Exploration for nickel sulphides has been very active since 2001 in most Precambrian provinces of Australia. Record numbers of exploration companies are active in Western Australia (more than 170 in 2006), accounting for more than 90% of the nation’s Ni–Cu exploration budget of A$168.1 million (ABS 2006). The main areas of interest include Archaean greenstone belts in the Yilgarn Craton (near Kambalda, Leonora, Leinster and Southern Cross), the northern margins of that craton, the western part of the Pilbara Craton, and the Proterozoic Musgrave, Kimberley, Albany–Fraser and Hamersley provinces.

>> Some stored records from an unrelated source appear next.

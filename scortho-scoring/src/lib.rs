//! # Orthogonality scoring for scaffold strand pairs.
//!
//! This crate implements the cross-hybridization scoring algorithm for two
//! DNA-origami scaffold strands:
//!
//! - Circularization of each strand into an extended windowing buffer
//! - An exhaustive all-pairs comparison of fixed-length segments, optionally
//!   including reverse-complement matches
//! - A repeat correction that deduplicates the raw tallies so each position
//!   of the first scaffold contributes at most once to the score
//!
//! # Example
//!
//! ```no_run
//! use scortho_core::models::Scaffold;
//! use scortho_scoring::{OrthoConfig, score_orthogonality};
//!
//! let sc1: Scaffold = "ATGCATGC".parse().unwrap();
//! let sc2: Scaffold = "GGATCCAT".parse().unwrap();
//!
//! let config = OrthoConfig {
//!     segment_length: 4,
//!     ..OrthoConfig::default()
//! };
//! let report = score_orthogonality(&sc1, &sc2, &config).unwrap();
//!
//! println!("{}", report);
//! ```

pub mod circular;
pub mod config;
pub mod consts;
pub mod errors;
pub mod ortho_scoring;

// re-exports
pub use circular::*;
pub use config::*;
pub use errors::*;
pub use ortho_scoring::*;
use thiserror::Error;

#[derive(Error, Debug)]
pub enum ScaffoldError {
    #[error("Invalid symbol '{symbol}' at position {position}: scaffolds may only contain A, T, G, C")]
    InvalidAlphabet { symbol: char, position: usize },

    #[error("Empty scaffold sequence")]
    EmptySequence,

    #[error(transparent)]
    Io(#[from] std::io::Error),
}
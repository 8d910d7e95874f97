use std::ffi::OsStr;
use std::fs::File;
use std::io::{BufRead, BufReader, Read};
use std::path::Path;

use anyhow::{Context, Result};
use flate2::read::MultiGzDecoder;

/// Get a reader for either a gzipped or non-gzipped file
///
/// # Arguments
///
/// - path: path to the file to read
///
/// # Returns
///
/// A `BufReader` object for a given file path
pub fn get_dynamic_reader(path: &Path) -> Result<BufReader<Box<dyn Read>>> {
    let is_gzipped = path.extension() == Some(OsStr::new("gz"));
    let file = File::open(path).with_context(|| format!("Failed to open file: {:?}", path))?;

    let file: Box<dyn Read> = match is_gzipped {
        true => Box::new(MultiGzDecoder::new(file)),
        false => Box::new(file),
    };

    let reader = BufReader::new(file);

    Ok(reader)
}

///
/// Read the raw scaffold text from a file: one sequence per file, first line
/// only. Anything after the first line is ignored.
///
/// # Arguments
/// - path: path to the scaffold file (.txt or .txt.gz)
pub fn read_scaffold_file(path: &Path) -> Result<String> {
    let mut reader = get_dynamic_reader(path)?;

    let mut line = String::new();
    reader
        .read_line(&mut line)
        .with_context(|| format!("Failed to read scaffold from file: {:?}", path))?;

    Ok(line)
}

#[cfg(test)]
mod tests {
    use super::*;

    use std::io::Write;

    use flate2::Compression;
    use flate2::write::GzEncoder;
    use pretty_assertions::assert_eq;
    use rstest::*;
    use tempfile::tempdir;

    use crate::models::Scaffold;

    #[rstest]
    fn test_read_scaffold_first_line_only() {
        let dir = tempdir().unwrap();
        let path = dir.path().join("sc1.txt");
        std::fs::write(&path, "atgcatgc\nGGGGGGGG\n").unwrap();

        let raw = read_scaffold_file(&path).unwrap();
        assert_eq!(raw, "atgcatgc\n");

        // the raw line parses into a normalized scaffold
        let scaffold: Scaffold = raw.parse().unwrap();
        assert_eq!(scaffold.as_string(), "ATGCATGC");
    }

    #[rstest]
    fn test_read_scaffold_gzipped() {
        let dir = tempdir().unwrap();
        let path = dir.path().join("sc1.txt.gz");

        let file = File::create(&path).unwrap();
        let mut encoder = GzEncoder::new(file, Compression::default());
        encoder.write_all(b"ATGCATGC\n").unwrap();
        encoder.finish().unwrap();

        let raw = read_scaffold_file(&path).unwrap();
        assert_eq!(raw, "ATGCATGC\n");
    }

    #[rstest]
    fn test_read_scaffold_missing_file() {
        let dir = tempdir().unwrap();
        let path = dir.path().join("nope.txt");

        assert!(read_scaffold_file(&path).is_err());
    }
}
mod score;

use anyhow::Result;
use clap::Command;

pub mod consts {
    pub const VERSION: &str = env!("CARGO_PKG_VERSION");
    pub const PKG_NAME: &str = "scortho";
    pub const BIN_NAME: &str = "scortho";
}

fn build_parser() -> Command {
    Command::new(consts::BIN_NAME)
        .bin_name(consts::BIN_NAME)
        .version(consts::VERSION)
        .author("Dietzlab (TUM)")
        .about("Evaluate the orthogonality of two DNA-origami scaffold strands to quantify their cross-hybridization risk.")
        .subcommand_required(true)
        .subcommand(score::cli::create_score_cli())
}

fn main() -> Result<()> {
    let app = build_parser();
    let matches = app.get_matches();

    match matches.subcommand() {
        //
        // SCORE
        //
        Some((score::cli::SCORE_CMD, matches)) => {
            score::handlers::run_score(matches)?;
        }

        _ => unreachable!("Subcommand not found"),
    };

    Ok(())
}
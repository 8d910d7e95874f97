use thiserror::Error;

#[derive(Error, Debug)]
pub enum ScoringError {
    #[error(
        "Invalid segment length {segment_length}: must be between 1 and the scaffold length ({limit})"
    )]
    InvalidSegmentLength { segment_length: usize, limit: usize },
}
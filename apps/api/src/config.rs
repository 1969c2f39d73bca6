use anyhow::{Context, Result};

/// Application configuration loaded from environment variables.
///
/// The model credential is optional at startup: without it the server still serves
/// `/health` and PDF rendering, and every analysis is refused with a configuration error.
#[derive(Debug, Clone)]
pub struct Config {
    pub openai_api_key: Option<String>,
    pub port: u16,
    pub rust_log: String,
}

impl Config {
    pub fn from_env() -> Result<Self> {
        dotenvy::dotenv().ok(); // load .env if present; ignore if missing

        Ok(Config {
            openai_api_key: optional_env("OPENAI_API_KEY"),
            port: std::env::var("PORT")
                .unwrap_or_else(|_| "8080".to_string())
                .parse::<u16>()
                .context("PORT must be a valid port number")?,
            rust_log: std::env::var("RUST_LOG").unwrap_or_else(|_| "info".to_string()),
        })
    }
}

/// Unset and blank values are both treated as absent.
fn optional_env(key: &str) -> Option<String> {
    std::env::var(key)
        .ok()
        .map(|v| v.trim().to_string())
        .filter(|v| !v.is_empty())
}
use axum::{
    http::StatusCode,
    response::{IntoResponse, Response},
    Json,
};
use serde_json::{json, Value};
use thiserror::Error;

use crate::llm_client::{LlmError, ResponseShape};
use crate::review::analyzer::AnalysisError;
use crate::review::intake::IntakeError;

/// Application-level error type.
/// Implements `IntoResponse` so Axum handlers can return `Result<T, AppError>`.
///
/// `details` is auxiliary operator context (payload snippets, envelope shape). The user-facing
/// string is always `message`.
#[derive(Debug, Error)]
pub enum AppError {
    #[error("Validation error: {0}")]
    Validation(String),

    #[error("Configuration error: {0}")]
    Configuration(String),

    #[error("LLM error: {0}")]
    Llm(String),

    #[error("Empty model output")]
    EmptyOutput { details: Value },

    #[error("Decode failed: {message}")]
    Decode { message: String, details: Value },

    #[error("Internal server error: {0}")]
    Internal(#[from] anyhow::Error),
}

impl From<IntakeError> for AppError {
    fn from(err: IntakeError) -> Self {
        AppError::Validation(err.to_string())
    }
}

impl From<AnalysisError> for AppError {
    fn from(err: AnalysisError) -> Self {
        match err {
            AnalysisError::Upload(e) | AnalysisError::Generation(e) => {
                AppError::Llm(upstream_message(&e))
            }
            AnalysisError::EmptyOutput { shape } => AppError::EmptyOutput {
                details: json!({ "response_shape": shape_json(&shape) }),
            },
            AnalysisError::Decode { error, shape } => {
                let d = error.diagnostics();
                AppError::Decode {
                    message: error.to_string(),
                    details: json!({
                        "raw_length": d.raw_length,
                        "raw_head": d.raw_head,
                        "raw_tail": d.raw_tail,
                        "response_shape": shape_json(&shape),
                    }),
                }
            }
        }
    }
}

fn upstream_message(err: &LlmError) -> String {
    match err {
        LlmError::Api { message, .. } => message.clone(),
        other => other.to_string(),
    }
}

fn shape_json(shape: &ResponseShape) -> Value {
    serde_json::to_value(shape).unwrap_or(Value::Null)
}

impl IntoResponse for AppError {
    fn into_response(self) -> Response {
        let (status, code, message, details) = match self {
            AppError::Validation(msg) => (StatusCode::BAD_REQUEST, "VALIDATION_ERROR", msg, None),
            AppError::Configuration(msg) => {
                tracing::error!("Configuration error: {msg}");
                (
                    StatusCode::INTERNAL_SERVER_ERROR,
                    "CONFIGURATION_ERROR",
                    msg,
                    None,
                )
            }
            AppError::Llm(msg) => {
                tracing::error!("LLM error: {msg}");
                (StatusCode::INTERNAL_SERVER_ERROR, "LLM_ERROR", msg, None)
            }
            AppError::EmptyOutput { details } => {
                tracing::error!(%details, "Model returned no usable text");
                (
                    StatusCode::INTERNAL_SERVER_ERROR,
                    "EMPTY_OUTPUT",
                    "The model returned no usable text. Please try again.".to_string(),
                    Some(details),
                )
            }
            AppError::Decode { message, details } => {
                tracing::error!(%details, "Decode failed: {message}");
                (
                    StatusCode::INTERNAL_SERVER_ERROR,
                    "DECODE_FAILED",
                    "The model response could not be read as a report. Please try again."
                        .to_string(),
                    Some(details),
                )
            }
            AppError::Internal(e) => {
                tracing::error!("Internal error: {e:?}");
                (
                    StatusCode::INTERNAL_SERVER_ERROR,
                    "INTERNAL_ERROR",
                    "An internal server error occurred".to_string(),
                    None,
                )
            }
        };

        let mut error = json!({
            "code": code,
            "message": message
        });
        if let Some(details) = details {
            error["details"] = details;
        }

        (status, Json(json!({ "error": error }))).into_response()
    }
}

#[cfg(test)]
mod tests {
    use super::*;
    use crate::decode::{DecodeError, Diagnostics};
    use crate::llm_client::ResponseEnvelope;
    use axum::body::to_bytes;

    async fn body_json(response: Response) -> Value {
        let bytes = to_bytes(response.into_body(), usize::MAX).await.unwrap();
        serde_json::from_slice(&bytes).unwrap()
    }

    #[tokio::test]
    async fn test_validation_maps_to_400_without_details() {
        let response = AppError::from(IntakeError::TooManyPages { pages: 3 }).into_response();
        assert_eq!(response.status(), StatusCode::BAD_REQUEST);
        let body = body_json(response).await;
        assert_eq!(body["error"]["code"], "VALIDATION_ERROR");
        assert_eq!(body["error"]["message"], "Your CV has 3 pages. Maximum allowed: 2.");
        assert!(body["error"].get("details").is_none());
    }

    #[tokio::test]
    async fn test_decode_failure_keeps_snippets_out_of_message() {
        let raw = "not json at all";
        let err = AnalysisError::Decode {
            error: DecodeError::Unrecoverable(Diagnostics::capture(raw)),
            shape: ResponseEnvelope::default().shape(),
        };
        let response = AppError::from(err).into_response();
        assert_eq!(response.status(), StatusCode::INTERNAL_SERVER_ERROR);

        let body = body_json(response).await;
        assert_eq!(body["error"]["code"], "DECODE_FAILED");
        assert!(!body["error"]["message"].as_str().unwrap().contains(raw));
        assert_eq!(body["error"]["details"]["raw_head"], raw);
        assert_eq!(body["error"]["details"]["raw_length"], raw.len());
        assert_eq!(body["error"]["details"]["response_shape"]["output_count"], 0);
    }

    #[tokio::test]
    async fn test_upstream_api_message_is_surfaced() {
        let err = AnalysisError::Generation(LlmError::Api {
            status: 429,
            message: "Rate limit reached".to_string(),
        });
        let response = AppError::from(err).into_response();
        let body = body_json(response).await;
        assert_eq!(body["error"]["code"], "LLM_ERROR");
        assert_eq!(body["error"]["message"], "Rate limit reached");
    }

    #[tokio::test]
    async fn test_empty_output_has_its_own_code() {
        let err = AnalysisError::EmptyOutput {
            shape: ResponseEnvelope::default().shape(),
        };
        let body = body_json(AppError::from(err).into_response()).await;
        assert_eq!(body["error"]["code"], "EMPTY_OUTPUT");
        assert!(body["error"]["details"]["response_shape"].is_object());
    }
}
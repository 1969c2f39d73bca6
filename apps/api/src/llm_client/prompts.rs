// Shared prompt fragments. Each service that calls the model keeps its own
// prompts.rs alongside it; this file holds the cross-cutting pieces.

/// System prompt fragment that enforces JSON-only output.
pub const JSON_ONLY_SYSTEM: &str = "\
    You MUST respond with valid JSON only, conforming to the provided schema. \
    Do NOT include any text outside the JSON object. \
    Do NOT use markdown code fences. \
    Do NOT include explanations or apologies.";

/// Forbids inventing facts about the candidate.
pub const NO_FABRICATION: &str = "\
    CRITICAL: Do NOT invent data. Never fabricate numbers, employers, dates or results. \
    When a quantitative fact is unknown, use placeholders such as [X], [N] or [%] instead.";
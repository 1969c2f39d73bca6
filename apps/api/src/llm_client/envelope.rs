//! Response envelope of the Responses API and tolerant text extraction.
//!
//! The payload may arrive as a flat `output_text` field or spread across
//! `output[].content[]` parts of several types. Extraction never assumes one path.

use serde::{Deserialize, Deserializer, Serialize};
use serde_json::Value;
use tracing::{debug, warn};

const SAMPLE_CHARS: usize = 120;

#[derive(Debug, Clone, Default, Deserialize)]
pub struct ResponseEnvelope {
    #[serde(default)]
    pub output_text: Option<String>,
    #[serde(default, deserialize_with = "de_items")]
    pub output: Vec<OutputItem>,
}

#[derive(Debug, Clone, Default, Deserialize)]
pub struct OutputItem {
    #[serde(rename = "type", default)]
    pub kind: Option<String>,
    /// `None` when the item carries no content array at all.
    #[serde(default, deserialize_with = "de_parts")]
    pub content: Option<Vec<ContentPart>>,
}

/// One typed content part. Unrecognised layouts contribute no text.
#[derive(Debug, Clone, PartialEq)]
pub enum ContentPart {
    /// `{"type": "output_text", "text": ...}`
    OutputText(String),
    /// `{"type": "text", "text": ...}`
    Text(String),
    /// Any part carrying its payload in a nested `output_text` field.
    Nested { kind: Option<String>, text: String },
    Refusal(String),
    Unknown { kind: Option<String> },
}

impl From<Value> for ContentPart {
    fn from(value: Value) -> Self {
        let kind_tag = value.get("type").and_then(Value::as_str);
        let text = value.get("text").and_then(Value::as_str);
        let kind = kind_tag.map(str::to_string);

        match (kind_tag, text) {
            (Some("output_text"), Some(t)) => ContentPart::OutputText(t.to_string()),
            (Some("text"), Some(t)) => ContentPart::Text(t.to_string()),
            (Some("refusal"), _) => ContentPart::Refusal(
                value
                    .get("refusal")
                    .and_then(Value::as_str)
                    .or(text)
                    .unwrap_or_default()
                    .to_string(),
            ),
            _ => match value.get("output_text").and_then(Value::as_str) {
                Some(nested) => ContentPart::Nested {
                    kind,
                    text: nested.to_string(),
                },
                None => ContentPart::Unknown { kind },
            },
        }
    }
}

impl ContentPart {
    pub fn kind(&self) -> Option<&str> {
        match self {
            ContentPart::OutputText(_) => Some("output_text"),
            ContentPart::Text(_) => Some("text"),
            ContentPart::Refusal(_) => Some("refusal"),
            ContentPart::Nested { kind, .. } | ContentPart::Unknown { kind } => kind.as_deref(),
        }
    }

    /// The `text` field as the upstream shaped it, used for shape sampling.
    fn sample(&self) -> Option<&str> {
        match self {
            ContentPart::OutputText(t) | ContentPart::Text(t) => Some(t),
            _ => None,
        }
    }
}

fn de_items<'de, D: Deserializer<'de>>(d: D) -> Result<Vec<OutputItem>, D::Error> {
    let value = Option::<Value>::deserialize(d)?;
    Ok(match value {
        Some(Value::Array(items)) => items
            .into_iter()
            .map(|item| serde_json::from_value(item).unwrap_or_default())
            .collect(),
        _ => Vec::new(),
    })
}

fn de_parts<'de, D: Deserializer<'de>>(d: D) -> Result<Option<Vec<ContentPart>>, D::Error> {
    let value = Option::<Value>::deserialize(d)?;
    Ok(match value {
        Some(Value::Array(parts)) => Some(parts.into_iter().map(ContentPart::from).collect()),
        _ => None,
    })
}

// ────────────────────────────────────────────────────────────────────────────
// Extraction
// ────────────────────────────────────────────────────────────────────────────

impl ResponseEnvelope {
    /// Returns the textual payload, trimmed. Empty when nothing usable was found.
    pub fn extract_text(&self) -> String {
        if let Some(flat) = self.output_text.as_deref() {
            if !flat.trim().is_empty() {
                return flat.trim().to_string();
            }
        }

        let mut joined = String::new();
        for item in &self.output {
            let Some(parts) = &item.content else { continue };
            for part in parts {
                match part {
                    ContentPart::OutputText(text) | ContentPart::Text(text) => joined.push_str(text),
                    ContentPart::Nested { text, .. } => joined.push_str(text),
                    ContentPart::Refusal(reason) => {
                        warn!(reason = %reason, "Model refused to produce the report");
                    }
                    ContentPart::Unknown { kind } => {
                        debug!(kind = ?kind, "Skipping content part with no extractable text");
                    }
                }
            }
        }
        joined.trim().to_string()
    }

    /// Structural summary for diagnostics. Carries at most a short sample of text.
    pub fn shape(&self) -> ResponseShape {
        ResponseShape {
            has_output_text: self.output_text.as_ref().map(|t| t.chars().count()),
            output_count: self.output.len(),
            output_types: self
                .output
                .iter()
                .map(|item| {
                    let parts = item.content.as_deref().unwrap_or_default();
                    OutputItemShape {
                        kind: item.kind.clone(),
                        content_count: parts.len(),
                        content_types: parts.iter().map(|p| p.kind().map(str::to_string)).collect(),
                        sample_text: parts
                            .iter()
                            .find_map(ContentPart::sample)
                            .map(|t| t.chars().take(SAMPLE_CHARS).collect())
                            .unwrap_or_default(),
                    }
                })
                .collect(),
        }
    }
}

#[derive(Debug, Clone, PartialEq, Eq, Serialize)]
pub struct ResponseShape {
    /// Length of the flat `output_text` field in characters, if present.
    pub has_output_text: Option<usize>,
    pub output_count: usize,
    pub output_types: Vec<OutputItemShape>,
}

#[derive(Debug, Clone, PartialEq, Eq, Serialize)]
pub struct OutputItemShape {
    #[serde(rename = "type")]
    pub kind: Option<String>,
    pub content_count: usize,
    pub content_types: Vec<Option<String>>,
    pub sample_text: String,
}
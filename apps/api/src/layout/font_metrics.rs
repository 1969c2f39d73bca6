//! Static font-metric tables for the two PDF base-14 faces the report uses.
//!
//! Character widths are in em units (AFM widths / 1000), so a string's width in points
//! is `measure_str(s) * size`. The tables are the published Helvetica and Helvetica-Bold
//! metrics, which is what a viewer uses for the built-in fonts, so wrapping decisions
//! match the rendered output exactly for ASCII.
//!
//! All tables cover ASCII 0x20..=0x7E (95 printable characters).
//! Index = (char as usize) - 32. Accented Latin letters measure as their base letter.

use serde::{Deserialize, Serialize};

// ────────────────────────────────────────────────────────────────────────────
// Font weight enum
// ────────────────────────────────────────────────────────────────────────────

#[derive(Debug, Clone, Copy, PartialEq, Eq, Hash, Default, Serialize, Deserialize)]
pub enum FontWeight {
    /// Helvetica
    #[default]
    Regular,
    /// Helvetica-Bold
    Bold,
}

// ────────────────────────────────────────────────────────────────────────────
// Font metric table
// ────────────────────────────────────────────────────────────────────────────

/// Static character-width table for one face.
///
/// Width array slot layout:
/// ```text
/// [0]=sp  [1]=!   [2]="   [3]=#   [4]=$   [5]=%   [6]=&   [7]='
/// [8]=(   [9]=)   [10]=*  [11]=+  [12]=,  [13]=-  [14]=.  [15]=/
/// [16..25]=0-9
/// [26]=:  [27]=;  [28]=<  [29]==  [30]=>  [31]=?  [32]=@
/// [33..58]=A-Z
/// [59]=[  [60]=\  [61]=]  [62]=^  [63]=_  [64]=`
/// [65..90]=a-z
/// [91]={  [92]=|  [93]=}  [94]=~
/// ```
pub struct FontMetricTable {
    pub weight: FontWeight,
    widths: [f32; 95],
    /// Fallback width for characters outside the table.
    pub average_char_width: f32,
    pub bullet_width: f32,
}

impl FontMetricTable {
    fn char_width(&self, c: char) -> f32 {
        if c == '•' {
            return self.bullet_width;
        }
        let code = fold_latin(c) as usize;
        if (32..=126).contains(&code) {
            self.widths[code - 32]
        } else {
            self.average_char_width
        }
    }

    /// Measures the rendered width of a string in em units.
    pub fn measure_str(&self, s: &str) -> f32 {
        s.chars().map(|c| self.char_width(c)).sum()
    }

    /// Width of `s` in points at `size`.
    pub fn width_at(&self, s: &str, size: f32) -> f32 {
        self.measure_str(s) * size
    }
}

/// Maps common accented Latin-1 letters onto the base letter they share a width with.
fn fold_latin(c: char) -> char {
    match c {
        'á' | 'à' | 'â' | 'ä' | 'ã' => 'a',
        'é' | 'è' | 'ê' | 'ë' => 'e',
        'í' | 'ì' | 'î' | 'ï' => 'i',
        'ó' | 'ò' | 'ô' | 'ö' | 'õ' => 'o',
        'ú' | 'ù' | 'û' | 'ü' => 'u',
        'ñ' => 'n',
        'ç' => 'c',
        'Á' | 'À' | 'Â' | 'Ä' | 'Ã' => 'A',
        'É' | 'È' | 'Ê' | 'Ë' => 'E',
        'Í' | 'Ì' | 'Î' | 'Ï' => 'I',
        'Ó' | 'Ò' | 'Ô' | 'Ö' | 'Õ' => 'O',
        'Ú' | 'Ù' | 'Û' | 'Ü' => 'U',
        'Ñ' => 'N',
        'Ç' => 'C',
        '¿' => '?',
        '¡' => '!',
        other => other,
    }
}

// ────────────────────────────────────────────────────────────────────────────
// Static width tables  (95 ASCII printable characters each)
// ────────────────────────────────────────────────────────────────────────────

static HELVETICA_TABLE: FontMetricTable = FontMetricTable {
    weight: FontWeight::Regular,
    #[rustfmt::skip]
    widths: [
        // sp     !      "      #      $      %      &      '      (      )      *      +      ,      -      .      /
        0.278, 0.278, 0.355, 0.556, 0.556, 0.889, 0.667, 0.191, 0.333, 0.333, 0.389, 0.584, 0.278, 0.333, 0.278, 0.278,
        // 0      1      2      3      4      5      6      7      8      9
        0.556, 0.556, 0.556, 0.556, 0.556, 0.556, 0.556, 0.556, 0.556, 0.556,
        // :      ;      <      =      >      ?      @
        0.278, 0.278, 0.584, 0.584, 0.584, 0.556, 1.015,
        // A      B      C      D      E      F      G      H      I      J      K      L      M
        0.667, 0.667, 0.722, 0.722, 0.667, 0.611, 0.778, 0.722, 0.278, 0.500, 0.667, 0.556, 0.833,
        // N      O      P      Q      R      S      T      U      V      W      X      Y      Z
        0.722, 0.778, 0.667, 0.778, 0.722, 0.667, 0.611, 0.722, 0.667, 0.944, 0.667, 0.667, 0.611,
        // [      \      ]      ^      _      `
        0.278, 0.278, 0.278, 0.469, 0.556, 0.333,
        // a      b      c      d      e      f      g      h      i      j      k      l      m
        0.556, 0.556, 0.500, 0.556, 0.556, 0.278, 0.556, 0.556, 0.222, 0.222, 0.500, 0.222, 0.833,
        // n      o      p      q      r      s      t      u      v      w      x      y      z
        0.556, 0.556, 0.556, 0.556, 0.333, 0.500, 0.278, 0.556, 0.500, 0.722, 0.500, 0.500, 0.500,
        // {      |      }      ~
        0.334, 0.260, 0.334, 0.584,
    ],
    average_char_width: 0.556,
    bullet_width: 0.350,
};

static HELVETICA_BOLD_TABLE: FontMetricTable = FontMetricTable {
    weight: FontWeight::Bold,
    #[rustfmt::skip]
    widths: [
        // sp     !      "      #      $      %      &      '      (      )      *      +      ,      -      .      /
        0.278, 0.333, 0.474, 0.556, 0.556, 0.889, 0.722, 0.238, 0.333, 0.333, 0.389, 0.584, 0.278, 0.333, 0.278, 0.278,
        // 0      1      2      3      4      5      6      7      8      9
        0.556, 0.556, 0.556, 0.556, 0.556, 0.556, 0.556, 0.556, 0.556, 0.556,
        // :      ;      <      =      >      ?      @
        0.333, 0.333, 0.584, 0.584, 0.584, 0.611, 0.975,
        // A      B      C      D      E      F      G      H      I      J      K      L      M
        0.722, 0.722, 0.722, 0.722, 0.667, 0.611, 0.778, 0.722, 0.278, 0.556, 0.722, 0.611, 0.833,
        // N      O      P      Q      R      S      T      U      V      W      X      Y      Z
        0.722, 0.778, 0.667, 0.778, 0.722, 0.667, 0.611, 0.722, 0.667, 0.944, 0.667, 0.667, 0.611,
        // [      \      ]      ^      _      `
        0.333, 0.278, 0.333, 0.584, 0.556, 0.333,
        // a      b      c      d      e      f      g      h      i      j      k      l      m
        0.556, 0.611, 0.556, 0.611, 0.556, 0.333, 0.611, 0.611, 0.278, 0.278, 0.556, 0.278, 0.889,
        // n      o      p      q      r      s      t      u      v      w      x      y      z
        0.611, 0.611, 0.611, 0.611, 0.389, 0.556, 0.333, 0.611, 0.556, 0.778, 0.556, 0.556, 0.500,
        // {      |      }      ~
        0.389, 0.280, 0.389, 0.584,
    ],
    average_char_width: 0.611,
    bullet_width: 0.350,
};

/// Returns the static metric table for a given weight.
pub fn get_metrics(weight: FontWeight) -> &'static FontMetricTable {
    match weight {
        FontWeight::Regular => &HELVETICA_TABLE,
        FontWeight::Bold => &HELVETICA_BOLD_TABLE,
    }
}

// ────────────────────────────────────────────────────────────────────────────
// Tests
// ────────────────────────────────────────────────────────────────────────────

Recent exploration successes include:
- increased resources at previously known deposits (many deposits near Kambalda, Carnilya Hill, Flying Fox T Zero to T5, Radio Hill, Sally Malay)
- delineation of deep and covered mineralised komatiite sequences (Cosmos Deeps, Prospero, Wedgetail, Flying Fox T5)
- new mineralised Precambrian mafic±ultramafic intrusions (Nebo–Babel, Copernicus, Billy Ray)
- new styles of mineralisation and/or new provinces (Collurabbie, Sinclair, Koolyanobbing North, Beasley, and Avebury in western Tasmania).
Figure 1. Time-nickel sulphide metallogenic event plot showing approximate ages and relative sizes of nickel sulphide deposits and nickel sulphide camps/provinces in the world. (Larger image [GIF 668.6kb])
Classification of Australia’s nickel sulphide deposits
Australia’s nickel sulphide deposits are associated with ultramafic and/or mafic igneous rocks in three major geotectonic settings:
- Archaean komatiites emplaced in rift zones of granite–greenstone belts
- Precambrian tholeiitic mafic–ultramafic intrusions emplaced in rift zones of Archaean cratons or Proterozoic orogens
- hydrothermal-remobilised occurrences with no apparent age or tectonic constraints.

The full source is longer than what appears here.